As mentioned above, one of the main components of the form-shaping material was fragments of carbonized grain husks. The fact that grains were used to construct a female wig seems to be full of symbolic meaning. Seeds and grains are obviously the deepest and the most common vegetative symbols embodying the idea of continuous life and fertility. Serving as containers for spirits, seeds and grains were often sacrificed to deities and used as talismans. Now we might only guess at whether the process of burning grains in a sealed vessel on a fire was meant to be a special bloodless sacrifice to gods or patron spirits. Then, this mass was used to create one of the most significant elements of costume, the headdress, which embodied the essence of protective and distinguishing functions of the costume. The fact that carbonized grains burnt in a vessel were added to the frame of the female coiffure testifies to the veneration of fire (hearth) and woman (hearth keeper) practiced by the Pazyrykians.
On the top of the head, a lock of the woman’s hair was wrapped in a piece of felt and tightly tied with a woolen lace. These manipulations allowed the bundle of hair to stand vertically. The bundle was put into a casing (nakosnik) plaited of red wool. A bronze hairpin decorated with a figurine of a deer standing on a sphere was stuck into the casing. As all Pazyryk wooden figurines, this deer was covered with golden foil. A long (about 68.5 cm) leaf-shaped wooden stick covered with felt and a piece of black cloth finished the wig. This stick was decorated with 15 wooden birds, diminishing in size, like Russian matryoshka dolls. The birds had leather wings, legs, tails, and long necks (maybe these birds were swans).
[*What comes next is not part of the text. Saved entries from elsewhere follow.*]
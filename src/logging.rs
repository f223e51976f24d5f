use tracing_subscriber::{EnvFilter, layer::SubscriberExt, util::SubscriberInitExt};

const DEFAULT_FILTER: &str = "mongoconnect=info,mongoconnect_app=info,mongoconnect_infra=info";

/// Logs go to stderr so command output on stdout stays clean.
pub fn init() {
    tracing_subscriber::registry()
        .with(EnvFilter::try_from_default_env().unwrap_or_else(|_| DEFAULT_FILTER.into()))
        .with(tracing_subscriber::fmt::layer().with_writer(std::io::stderr))
        .init();
}
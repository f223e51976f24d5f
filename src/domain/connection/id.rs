use std::fmt;
use std::str::FromStr;

/// Opaque, stable identifier of a saved connection.
#[derive(Debug, Clone, PartialEq, Eq, Hash, PartialOrd, Ord)]
pub struct ConnectionId(String);

impl ConnectionId {
    pub fn generate() -> Self {
        Self(uuid::Uuid::new_v4().to_string())
    }

    pub fn as_str(&self) -> &str {
        &self.0
    }
}

impl Default for ConnectionId {
    fn default() -> Self {
        Self::generate()
    }
}

impl From<&str> for ConnectionId {
    fn from(value: &str) -> Self {
        Self(value.to_string())
    }
}

impl From<String> for ConnectionId {
    fn from(value: String) -> Self {
        Self(value)
    }
}

impl FromStr for ConnectionId {
    type Err = String;

    fn from_str(s: &str) -> Result<Self, Self::Err> {
        let trimmed = s.trim();
        if trimmed.is_empty() {
            return Err("Connection id cannot be empty".to_string());
        }
        Ok(Self(trimmed.to_string()))
    }
}

impl fmt::Display for ConnectionId {
    fn fmt(&self, f: &mut fmt::Formatter<'_>) -> fmt::Result {
        f.write_str(&self.0)
    }
}
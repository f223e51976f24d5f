//! In-memory collaborators for exercising the store without I/O.

use std::path::PathBuf;
use std::sync::atomic::{AtomicBool, AtomicUsize, Ordering};
use std::sync::{Arc, Mutex};

use async_trait::async_trait;

use crate::domain::connection::{ConnectionDescriptor, ConnectionId};
use crate::ports::{
    ConnectionHost, ConnectionRepository, DataService, DataServiceError, DataSession,
    RepositoryError, SessionHandle,
};

#[derive(Debug)]
pub struct FakeSession {
    id: ConnectionId,
    label: String,
    closed: AtomicBool,
}

impl FakeSession {
    pub fn new(id: ConnectionId) -> Self {
        Self {
            label: format!("fake:{}", id),
            id,
            closed: AtomicBool::new(false),
        }
    }

    pub fn is_closed(&self) -> bool {
        self.closed.load(Ordering::SeqCst)
    }
}

#[async_trait]
impl DataSession for FakeSession {
    fn connection_id(&self) -> &ConnectionId {
        &self.id
    }

    fn label(&self) -> &str {
        &self.label
    }

    async fn server_version(&self) -> Result<String, DataServiceError> {
        Ok("7.0.0".to_string())
    }

    async fn close(&self) -> Result<(), DataServiceError> {
        self.closed.store(true, Ordering::SeqCst);
        Ok(())
    }
}

#[derive(Debug, Clone)]
enum Outcome {
    Succeed,
    Fail(String),
    Panic,
}

/// Data service that never touches the network.
#[derive(Debug)]
pub struct FakeDataService {
    outcome: Outcome,
    connect_calls: AtomicUsize,
    disconnect_calls: AtomicUsize,
}

impl FakeDataService {
    fn with_outcome(outcome: Outcome) -> Self {
        Self {
            outcome,
            connect_calls: AtomicUsize::new(0),
            disconnect_calls: AtomicUsize::new(0),
        }
    }

    pub fn succeeding() -> Self {
        Self::with_outcome(Outcome::Succeed)
    }

    pub fn failing(message: impl Into<String>) -> Self {
        Self::with_outcome(Outcome::Fail(message.into()))
    }

    pub fn panicking() -> Self {
        Self::with_outcome(Outcome::Panic)
    }

    pub fn connect_calls(&self) -> usize {
        self.connect_calls.load(Ordering::SeqCst)
    }

    pub fn disconnect_calls(&self) -> usize {
        self.disconnect_calls.load(Ordering::SeqCst)
    }
}

#[async_trait]
impl DataService for FakeDataService {
    async fn connect(
        &self,
        descriptor: &ConnectionDescriptor,
    ) -> Result<SessionHandle, DataServiceError> {
        self.connect_calls.fetch_add(1, Ordering::SeqCst);
        match &self.outcome {
            Outcome::Succeed => Ok(Arc::new(FakeSession::new(descriptor.id.clone()))),
            Outcome::Fail(message) => Err(DataServiceError::ConnectionFailed(message.clone())),
            Outcome::Panic => panic!("fake data service panic"),
        }
    }

    async fn disconnect(&self, session: SessionHandle) -> Result<(), DataServiceError> {
        self.disconnect_calls.fetch_add(1, Ordering::SeqCst);
        session.close().await
    }
}

/// Repository backed by a vector, with switchable write failures.
#[derive(Debug, Default)]
pub struct InMemoryConnectionRepository {
    entries: Mutex<Vec<ConnectionDescriptor>>,
    fail_writes: AtomicBool,
}

impl InMemoryConnectionRepository {
    pub fn new() -> Self {
        Self::default()
    }

    pub fn with_entries(entries: Vec<ConnectionDescriptor>) -> Self {
        Self {
            entries: Mutex::new(entries),
            fail_writes: AtomicBool::new(false),
        }
    }

    pub fn set_fail_writes(&self, fail: bool) {
        self.fail_writes.store(fail, Ordering::SeqCst);
    }

    pub fn entries(&self) -> Vec<ConnectionDescriptor> {
        self.entries.lock().unwrap().clone()
    }
}

impl ConnectionRepository for InMemoryConnectionRepository {
    fn load(&self) -> Result<Vec<ConnectionDescriptor>, RepositoryError> {
        Ok(self.entries())
    }

    fn save(&self, descriptor: &ConnectionDescriptor) -> Result<(), RepositoryError> {
        if self.fail_writes.load(Ordering::SeqCst) {
            return Err(RepositoryError::WriteError("disk full".to_string()));
        }
        let mut entries = self.entries.lock().unwrap();
        match entries.iter_mut().find(|d| d.id == descriptor.id) {
            Some(existing) => *existing = descriptor.clone(),
            None => entries.push(descriptor.clone()),
        }
        Ok(())
    }

    fn delete(&self, descriptor: &ConnectionDescriptor) -> Result<(), RepositoryError> {
        if self.fail_writes.load(Ordering::SeqCst) {
            return Err(RepositoryError::WriteError("disk full".to_string()));
        }
        self.entries
            .lock()
            .unwrap()
            .retain(|d| d.id != descriptor.id);
        Ok(())
    }

    fn storage_path(&self) -> PathBuf {
        PathBuf::from(":memory:")
    }
}

/// Host that keeps every session it is handed.
#[derive(Debug, Default)]
pub struct RecordingHost {
    sessions: Mutex<Vec<SessionHandle>>,
}

impl RecordingHost {
    pub fn new() -> Self {
        Self::default()
    }

    pub fn sessions(&self) -> Vec<SessionHandle> {
        self.sessions.lock().unwrap().clone()
    }
}

impl ConnectionHost for RecordingHost {
    fn connection_established(&self, session: SessionHandle) {
        self.sessions.lock().unwrap().push(session);
    }
}
use std::path::PathBuf;

use thiserror::Error;

use crate::domain::connection::ConnectionDescriptor;

#[derive(Debug, Clone, PartialEq, Eq, Error)]
pub enum RepositoryError {
    #[error("Config version mismatch: found {found}, expected {expected}")]
    VersionMismatch { found: u32, expected: u32 },
    #[error("Read error: {0}")]
    ReadError(String),
    #[error("Write error: {0}")]
    WriteError(String),
    #[error("Invalid format: {0}")]
    InvalidFormat(String),
    #[error("IO error: {0}")]
    IoError(String),
}

/// Backing store for saved connections.
///
/// Calls block; the store runs them on the blocking pool.
#[cfg_attr(test, mockall::automock)]
pub trait ConnectionRepository: Send + Sync {
    fn load(&self) -> Result<Vec<ConnectionDescriptor>, RepositoryError>;

    /// Inserts or replaces the record with the descriptor's id.
    fn save(&self, descriptor: &ConnectionDescriptor) -> Result<(), RepositoryError>;

    /// Removing an unknown id is not an error.
    fn delete(&self, descriptor: &ConnectionDescriptor) -> Result<(), RepositoryError>;

    fn storage_path(&self) -> PathBuf;
}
This leaf-shaped stick with numerous birds can be treated as a symbol of the World Tree or its numerous variants (Tree of Life, All-healing Tree). The idea of the World Tree was shared by different peoples and spread in many cultures all over the world. In full accordance with mythological beliefs, at the bottom of the Pazyryk World Tree of Life is a wooden figurine of a deer with the horns of a wild goat, whose image is present on male headdresses as well. In some cases, women used felt casings to cover their complex coiffures, decorated with long hairpins and numerous wooden figurines (covered with golden foil) of birds and animals. Personal decorations of the deceased woman were plain earrings of gold, a wooden necklace covered with golden foil and decorated with the figurines of winged snow leopards. On the waist there was a felt bag with a mirror inside. The mirror was a bronze plate in a wooden frame decorated with a carved deer. The bag also contained a few Indian glass beads, several paste beads, and a blue powder scattered near a tassel of horse hair, which was suspended from a thread of cylindrical stone beads. It was identified that the blue powder was vivianite, a mineral used now to produce a cheap blue paint. The Pazyrykian woman obviously used this blue powder as a cosmetic preparation.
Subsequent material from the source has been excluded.